Go through the data and copy every line in which "CacheHit" appears.
--- Entries supplied ---
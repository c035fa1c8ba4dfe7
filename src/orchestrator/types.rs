// Copyright (c) 2025 Fabstir
// SPDX-License-Identifier: BUSL-1.1
use image::DynamicImage;
use serde::Serialize;
use std::fmt;
use std::path::PathBuf;
use thiserror::Error;

use crate::modes::{Language, Mode};
use crate::vision::{
    decode_base64_image, decode_image_bytes, load_image_path, normalize_rgb, ImageError,
    InferenceError,
};

/// Where the image for a detection comes from
#[derive(Debug, Clone)]
pub enum ImageInput {
    Path(PathBuf),
    /// Encoded bytes (PNG, JPEG, ...)
    Bytes(Vec<u8>),
    /// Base64 text, optionally a data URL
    Base64(String),
    Decoded(DynamicImage),
}

impl ImageInput {
    /// Decode and normalize to 8-bit RGB
    pub fn load(&self) -> Result<DynamicImage, ImageError> {
        let image = match self {
            ImageInput::Path(path) => load_image_path(path)?.0,
            ImageInput::Bytes(bytes) => decode_image_bytes(bytes)?.0,
            ImageInput::Base64(data) => decode_base64_image(data)?.0,
            ImageInput::Decoded(image) => image.clone(),
        };
        Ok(normalize_rgb(image))
    }
}

impl From<PathBuf> for ImageInput {
    fn from(path: PathBuf) -> Self {
        ImageInput::Path(path)
    }
}

impl From<Vec<u8>> for ImageInput {
    fn from(bytes: Vec<u8>) -> Self {
        ImageInput::Bytes(bytes)
    }
}

impl From<DynamicImage> for ImageInput {
    fn from(image: DynamicImage) -> Self {
        ImageInput::Decoded(image)
    }
}

/// One detection request
#[derive(Debug, Clone)]
pub struct DetectionRequest {
    pub image: ImageInput,
    pub mode: Mode,
    pub language: Language,
    pub generate_audio: bool,
}

impl DetectionRequest {
    pub fn new(image: impl Into<ImageInput>, mode: Mode) -> Self {
        Self {
            image: image.into(),
            mode,
            language: Language::default(),
            generate_audio: false,
        }
    }

    pub fn language(mut self, language: Language) -> Self {
        self.language = language;
        self
    }

    pub fn with_audio(mut self, generate_audio: bool) -> Self {
        self.generate_audio = generate_audio;
        self
    }
}

/// The only errors a detection surfaces; everything else degrades
#[derive(Debug, Error)]
pub enum DetectionError {
    #[error("Failed to load image: {0}")]
    ImageLoad(#[from] ImageError),

    #[error("Invalid mode '{requested}'. Available: {available}")]
    InvalidMode { requested: String, available: String },

    #[error("Inference backend failed: {0}")]
    InferenceBackend(#[from] InferenceError),
}

impl DetectionError {
    pub fn invalid_mode(requested: &str) -> Self {
        DetectionError::InvalidMode {
            requested: requested.to_string(),
            available: Mode::available(),
        }
    }

    pub fn kind(&self) -> FailureKind {
        match self {
            DetectionError::ImageLoad(_) => FailureKind::ImageLoad,
            DetectionError::InvalidMode { .. } => FailureKind::InvalidMode,
            DetectionError::InferenceBackend(_) => FailureKind::InferenceBackend,
        }
    }
}

#[derive(Debug, Clone, Copy, PartialEq, Eq, Serialize)]
#[serde(rename_all = "snake_case")]
pub enum FailureKind {
    ImageLoad,
    InvalidMode,
    InferenceBackend,
}

/// Pipeline position of a detection, reported in logs
#[derive(Debug, Clone, Copy, PartialEq, Eq)]
pub enum DetectionStage {
    Idle,
    Loaded,
    CacheChecked,
    CacheHit,
    CacheMiss,
    Inferred,
    PostProcessed,
    Translated,
    Synthesized,
    Stored,
    Done,
    Failed(FailureKind),
}

impl fmt::Display for DetectionStage {
    fn fmt(&self, f: &mut fmt::Formatter<'_>) -> fmt::Result {
        match self {
            DetectionStage::Idle => f.write_str("idle"),
            DetectionStage::Loaded => f.write_str("loaded"),
            DetectionStage::CacheChecked => f.write_str("cache_checked"),
            DetectionStage::CacheHit => f.write_str("cache_hit"),
            DetectionStage::CacheMiss => f.write_str("cache_miss"),
            DetectionStage::Inferred => f.write_str("inferred"),
            DetectionStage::PostProcessed => f.write_str("post_processed"),
            DetectionStage::Translated => f.write_str("translated"),
            DetectionStage::Synthesized => f.write_str("synthesized"),
            DetectionStage::Stored => f.write_str("stored"),
            DetectionStage::Done => f.write_str("done"),
            DetectionStage::Failed(kind) => write!(f, "failed({:?})", kind),
        }
    }
}
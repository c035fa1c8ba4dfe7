// Copyright (c) 2025 Fabstir
// SPDX-License-Identifier: BUSL-1.1
//! VLM sidecar client speaking the OpenAI-compatible chat API

use async_trait::async_trait;
use image::DynamicImage;
use reqwest::Client;
use std::time::{Duration, Instant};
use tracing::{debug, info};

use super::backend::{InferenceBackend, InferenceError};
use super::image_utils::encode_png_base64;

// --- OpenAI-compatible serde structs ---

#[derive(serde::Serialize)]
struct ChatRequest {
    model: String,
    messages: Vec<ChatMessage>,
    max_tokens: u32,
    temperature: f32,
}

#[derive(serde::Serialize)]
struct ChatMessage {
    role: String,
    content: serde_json::Value,
}

#[derive(serde::Deserialize)]
struct ChatUsage {
    total_tokens: u32,
}

#[derive(serde::Deserialize)]
struct ChatResponse {
    choices: Vec<ChatChoice>,
    usage: Option<ChatUsage>,
}

#[derive(serde::Deserialize)]
struct ChatChoice {
    message: ChatResponseMessage,
}

#[derive(serde::Deserialize)]
struct ChatResponseMessage {
    content: String,
}

const OCR_PROMPT: &str = "Extract all text from this image. Return only the extracted text, preserving the original layout and formatting as much as possible. If no text is found, respond with an empty string.";

const CAPTION_PROMPT: &str =
    "Describe this image in one sentence, including the facial expression of any person.";

const DETAILED_CAPTION_PROMPT: &str = "Describe this image in detail, including objects, people, their positions, and anything that could be a hazard for someone walking through it.";

/// Instruction text for a task token; other prompts are sent verbatim
fn instruction_for(task: &str) -> &str {
    match task {
        "<OCR>" => OCR_PROMPT,
        "<CAPTION>" => CAPTION_PROMPT,
        "<MORE_DETAILED_CAPTION>" | "<DETAILED_CAPTION>" => DETAILED_CAPTION_PROMPT,
        other => other,
    }
}

/// Inference backend backed by a VLM sidecar
pub struct VlmClient {
    client: Client,
    endpoint: String,
    model_name: String,
    max_tokens: u32,
}

impl VlmClient {
    pub fn new(
        endpoint: &str,
        model_name: &str,
        max_tokens: u32,
        timeout: Duration,
    ) -> Result<Self, InferenceError> {
        let client = Client::builder().timeout(timeout).build()?;

        let endpoint = endpoint.trim_end_matches('/').to_string();
        info!(
            "VLM client configured: endpoint={}, model={}",
            endpoint, model_name
        );

        Ok(Self {
            client,
            endpoint,
            model_name: model_name.to_string(),
            max_tokens,
        })
    }

    pub fn model_name(&self) -> &str {
        &self.model_name
    }

    fn build_request(&self, base64_png: &str, task: &str) -> ChatRequest {
        let data_url = format!("data:image/png;base64,{}", base64_png);
        ChatRequest {
            model: self.model_name.clone(),
            messages: vec![ChatMessage {
                role: "user".to_string(),
                content: serde_json::json!([
                    {"type": "text", "text": instruction_for(task)},
                    {"type": "image_url", "image_url": {"url": data_url}}
                ]),
            }],
            max_tokens: self.max_tokens,
            temperature: 0.1,
        }
    }
}

#[async_trait]
impl InferenceBackend for VlmClient {
    async fn infer(&self, image: &DynamicImage, prompt: &str) -> Result<String, InferenceError> {
        let start = Instant::now();
        let encoded = encode_png_base64(image).map_err(|e| InferenceError::Image(e.to_string()))?;
        let request = self.build_request(&encoded, prompt);

        let response = self
            .client
            .post(format!("{}/v1/chat/completions", self.endpoint))
            .json(&request)
            .send()
            .await?;

        let status = response.status();
        if !status.is_success() {
            let body = response.text().await.unwrap_or_default();
            return Err(InferenceError::Status {
                status: status.as_u16(),
                body,
            });
        }

        let chat_response: ChatResponse = response.json().await?;
        let tokens_used = chat_response.usage.map(|u| u.total_tokens).unwrap_or(0);
        let text = chat_response
            .choices
            .into_iter()
            .next()
            .map(|c| c.message.content)
            .ok_or_else(|| InferenceError::MalformedResponse("no choices in response".into()))?;

        debug!(
            task = prompt,
            elapsed_ms = start.elapsed().as_millis() as u64,
            tokens_used,
            "VLM inference complete"
        );
        Ok(text)
    }

    fn name(&self) -> String {
        format!("vlm:{}", self.model_name)
    }
}
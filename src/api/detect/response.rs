// Copyright (c) 2025 Fabstir
// SPDX-License-Identifier: BUSL-1.1
//! Detection response types

use serde::{Deserialize, Serialize};
use std::collections::BTreeMap;

use crate::modes::{DetectionResult, Mode};

/// Result of one mode inside a detect-all response
#[derive(Debug, Clone, PartialEq, Serialize, Deserialize)]
#[serde(untagged)]
pub enum ModeOutcome {
    Success(DetectionResult),
    Failure { error: String },
}

impl From<Result<DetectionResult, String>> for ModeOutcome {
    fn from(outcome: Result<DetectionResult, String>) -> Self {
        match outcome {
            Ok(result) => ModeOutcome::Success(result),
            Err(error) => ModeOutcome::Failure { error },
        }
    }
}

/// Response of POST /v1/detect/all, keyed by mode identifier
#[derive(Debug, Clone, PartialEq, Serialize, Deserialize)]
#[serde(rename_all = "camelCase")]
pub struct DetectAllResponse {
    pub results: BTreeMap<Mode, ModeOutcome>,
    pub processing_time_ms: u64,
}

impl DetectAllResponse {
    pub fn new(
        results: BTreeMap<Mode, Result<DetectionResult, String>>,
        processing_time_ms: u64,
    ) -> Self {
        Self {
            results: results
                .into_iter()
                .map(|(mode, outcome)| (mode, outcome.into()))
                .collect(),
            processing_time_ms,
        }
    }

    pub fn failures(&self) -> usize {
        self.results
            .values()
            .filter(|o| matches!(o, ModeOutcome::Failure { .. }))
            .count()
    }
}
---
* **Exercise answer**:
    CacheHit,
            DetectionStage::CacheHit => f.write_str("cache_hit"),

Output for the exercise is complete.